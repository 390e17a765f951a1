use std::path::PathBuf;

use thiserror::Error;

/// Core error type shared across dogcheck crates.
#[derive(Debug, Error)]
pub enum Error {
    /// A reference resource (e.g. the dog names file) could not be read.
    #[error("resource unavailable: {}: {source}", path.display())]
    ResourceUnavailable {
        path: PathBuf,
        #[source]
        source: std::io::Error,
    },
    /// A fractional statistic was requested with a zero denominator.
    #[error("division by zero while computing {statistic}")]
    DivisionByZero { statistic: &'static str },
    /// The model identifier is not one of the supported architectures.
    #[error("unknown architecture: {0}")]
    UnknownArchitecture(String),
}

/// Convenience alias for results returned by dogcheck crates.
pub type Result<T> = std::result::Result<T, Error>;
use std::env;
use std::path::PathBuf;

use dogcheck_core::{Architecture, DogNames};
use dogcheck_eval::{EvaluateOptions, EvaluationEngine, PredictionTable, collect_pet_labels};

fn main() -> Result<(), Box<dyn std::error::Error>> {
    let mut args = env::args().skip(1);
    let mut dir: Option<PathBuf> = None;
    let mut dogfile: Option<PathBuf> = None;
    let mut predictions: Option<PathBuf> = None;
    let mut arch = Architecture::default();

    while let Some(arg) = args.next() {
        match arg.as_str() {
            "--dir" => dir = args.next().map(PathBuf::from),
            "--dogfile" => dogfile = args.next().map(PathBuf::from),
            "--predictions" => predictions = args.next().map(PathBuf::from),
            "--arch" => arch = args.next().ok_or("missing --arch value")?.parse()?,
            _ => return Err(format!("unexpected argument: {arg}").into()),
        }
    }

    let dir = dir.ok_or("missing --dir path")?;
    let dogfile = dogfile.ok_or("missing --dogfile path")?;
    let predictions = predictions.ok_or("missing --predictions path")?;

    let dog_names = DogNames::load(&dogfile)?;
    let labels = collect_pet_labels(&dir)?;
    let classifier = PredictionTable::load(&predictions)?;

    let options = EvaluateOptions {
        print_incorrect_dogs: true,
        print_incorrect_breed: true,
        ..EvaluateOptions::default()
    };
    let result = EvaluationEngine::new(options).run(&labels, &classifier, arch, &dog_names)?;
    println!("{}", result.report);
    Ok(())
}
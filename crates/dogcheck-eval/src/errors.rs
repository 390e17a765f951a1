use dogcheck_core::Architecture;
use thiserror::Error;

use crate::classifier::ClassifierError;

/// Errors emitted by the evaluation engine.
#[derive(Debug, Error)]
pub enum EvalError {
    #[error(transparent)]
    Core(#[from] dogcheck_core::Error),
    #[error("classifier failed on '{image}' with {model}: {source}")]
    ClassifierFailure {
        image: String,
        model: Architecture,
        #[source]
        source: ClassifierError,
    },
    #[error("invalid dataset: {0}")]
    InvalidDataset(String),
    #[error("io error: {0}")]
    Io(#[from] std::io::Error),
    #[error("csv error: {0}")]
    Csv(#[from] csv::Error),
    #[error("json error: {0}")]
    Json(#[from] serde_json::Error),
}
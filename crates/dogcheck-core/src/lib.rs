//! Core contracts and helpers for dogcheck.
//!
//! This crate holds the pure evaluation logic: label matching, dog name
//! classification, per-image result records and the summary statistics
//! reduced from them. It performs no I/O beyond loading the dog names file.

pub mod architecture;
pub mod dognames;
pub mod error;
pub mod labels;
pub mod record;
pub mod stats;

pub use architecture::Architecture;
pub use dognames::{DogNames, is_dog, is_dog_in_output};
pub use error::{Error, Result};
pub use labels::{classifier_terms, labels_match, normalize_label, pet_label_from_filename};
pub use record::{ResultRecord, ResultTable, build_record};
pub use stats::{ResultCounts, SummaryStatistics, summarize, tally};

* * *

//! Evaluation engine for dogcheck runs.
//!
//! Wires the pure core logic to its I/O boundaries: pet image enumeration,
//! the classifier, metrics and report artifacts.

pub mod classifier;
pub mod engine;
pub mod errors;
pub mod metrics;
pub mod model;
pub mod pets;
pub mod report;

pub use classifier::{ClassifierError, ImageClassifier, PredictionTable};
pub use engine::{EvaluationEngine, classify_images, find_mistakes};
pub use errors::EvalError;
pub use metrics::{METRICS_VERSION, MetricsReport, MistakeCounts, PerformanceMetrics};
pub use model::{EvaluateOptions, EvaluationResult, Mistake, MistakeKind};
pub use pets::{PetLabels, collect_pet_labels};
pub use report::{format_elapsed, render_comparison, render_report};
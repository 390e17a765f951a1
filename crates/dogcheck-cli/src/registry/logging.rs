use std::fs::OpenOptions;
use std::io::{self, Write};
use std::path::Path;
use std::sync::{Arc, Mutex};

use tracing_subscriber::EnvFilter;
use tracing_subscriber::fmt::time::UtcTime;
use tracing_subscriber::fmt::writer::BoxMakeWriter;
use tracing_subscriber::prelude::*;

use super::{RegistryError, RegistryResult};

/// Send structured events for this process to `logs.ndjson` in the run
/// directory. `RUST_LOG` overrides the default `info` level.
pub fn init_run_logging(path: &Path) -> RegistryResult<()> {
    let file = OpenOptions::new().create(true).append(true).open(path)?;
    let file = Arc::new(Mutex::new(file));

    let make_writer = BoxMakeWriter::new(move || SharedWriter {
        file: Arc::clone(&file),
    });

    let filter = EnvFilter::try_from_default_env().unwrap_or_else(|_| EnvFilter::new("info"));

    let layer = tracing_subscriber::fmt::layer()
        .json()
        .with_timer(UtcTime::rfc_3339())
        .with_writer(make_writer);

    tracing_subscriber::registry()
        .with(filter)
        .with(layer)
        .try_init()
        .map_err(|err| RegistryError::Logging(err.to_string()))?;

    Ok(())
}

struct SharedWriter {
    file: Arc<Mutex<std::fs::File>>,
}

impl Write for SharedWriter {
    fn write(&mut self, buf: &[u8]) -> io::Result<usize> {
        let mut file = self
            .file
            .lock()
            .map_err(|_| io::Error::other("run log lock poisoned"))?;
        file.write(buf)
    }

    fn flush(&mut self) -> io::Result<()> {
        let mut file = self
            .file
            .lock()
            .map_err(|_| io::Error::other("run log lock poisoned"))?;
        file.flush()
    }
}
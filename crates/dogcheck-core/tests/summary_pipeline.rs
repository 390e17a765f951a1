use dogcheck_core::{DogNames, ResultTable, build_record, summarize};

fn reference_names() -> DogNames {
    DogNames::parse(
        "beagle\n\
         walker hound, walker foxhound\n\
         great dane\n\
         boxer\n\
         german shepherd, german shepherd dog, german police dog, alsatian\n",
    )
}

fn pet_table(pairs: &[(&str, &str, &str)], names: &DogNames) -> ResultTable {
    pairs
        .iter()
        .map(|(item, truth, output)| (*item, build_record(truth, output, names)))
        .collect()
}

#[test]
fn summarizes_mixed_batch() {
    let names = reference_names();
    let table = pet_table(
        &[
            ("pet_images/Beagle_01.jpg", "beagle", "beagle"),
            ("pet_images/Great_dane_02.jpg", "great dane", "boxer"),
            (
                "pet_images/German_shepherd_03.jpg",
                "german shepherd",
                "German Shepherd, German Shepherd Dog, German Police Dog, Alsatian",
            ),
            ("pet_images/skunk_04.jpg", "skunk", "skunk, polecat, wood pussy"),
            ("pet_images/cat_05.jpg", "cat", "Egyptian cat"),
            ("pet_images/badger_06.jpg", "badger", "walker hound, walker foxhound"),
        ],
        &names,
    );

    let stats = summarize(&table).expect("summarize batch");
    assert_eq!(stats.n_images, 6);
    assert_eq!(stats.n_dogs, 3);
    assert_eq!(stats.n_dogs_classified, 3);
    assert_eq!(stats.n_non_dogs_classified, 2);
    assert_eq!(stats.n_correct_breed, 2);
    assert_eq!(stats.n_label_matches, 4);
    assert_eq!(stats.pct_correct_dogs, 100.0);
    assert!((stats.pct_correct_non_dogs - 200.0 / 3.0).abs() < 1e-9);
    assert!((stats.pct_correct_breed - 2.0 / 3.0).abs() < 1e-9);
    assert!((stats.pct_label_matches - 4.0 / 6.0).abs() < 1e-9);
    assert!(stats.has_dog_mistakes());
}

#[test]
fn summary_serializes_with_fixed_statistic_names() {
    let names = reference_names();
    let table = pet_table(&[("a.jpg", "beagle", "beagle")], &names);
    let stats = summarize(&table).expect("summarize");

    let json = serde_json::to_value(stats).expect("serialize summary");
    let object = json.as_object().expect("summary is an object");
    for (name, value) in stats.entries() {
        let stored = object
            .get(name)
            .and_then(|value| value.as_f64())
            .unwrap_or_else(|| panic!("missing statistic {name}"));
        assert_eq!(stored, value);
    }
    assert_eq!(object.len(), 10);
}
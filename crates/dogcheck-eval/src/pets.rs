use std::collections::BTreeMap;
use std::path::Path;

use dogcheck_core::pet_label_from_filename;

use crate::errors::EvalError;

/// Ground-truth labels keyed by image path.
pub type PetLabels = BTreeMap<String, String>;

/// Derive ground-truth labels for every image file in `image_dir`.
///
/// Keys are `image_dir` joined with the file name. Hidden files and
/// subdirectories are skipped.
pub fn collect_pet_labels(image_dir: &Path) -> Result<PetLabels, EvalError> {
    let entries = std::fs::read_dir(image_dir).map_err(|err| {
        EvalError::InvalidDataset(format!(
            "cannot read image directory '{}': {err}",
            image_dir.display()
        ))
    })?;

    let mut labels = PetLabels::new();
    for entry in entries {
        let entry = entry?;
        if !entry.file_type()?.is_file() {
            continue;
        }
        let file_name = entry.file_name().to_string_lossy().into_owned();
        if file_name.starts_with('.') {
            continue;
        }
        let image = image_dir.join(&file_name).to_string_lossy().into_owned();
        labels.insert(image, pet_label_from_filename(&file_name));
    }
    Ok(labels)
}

Exercise: Using the material above, tally the lines that hold the string "walker". Reply with the number alone.

Written reply: 2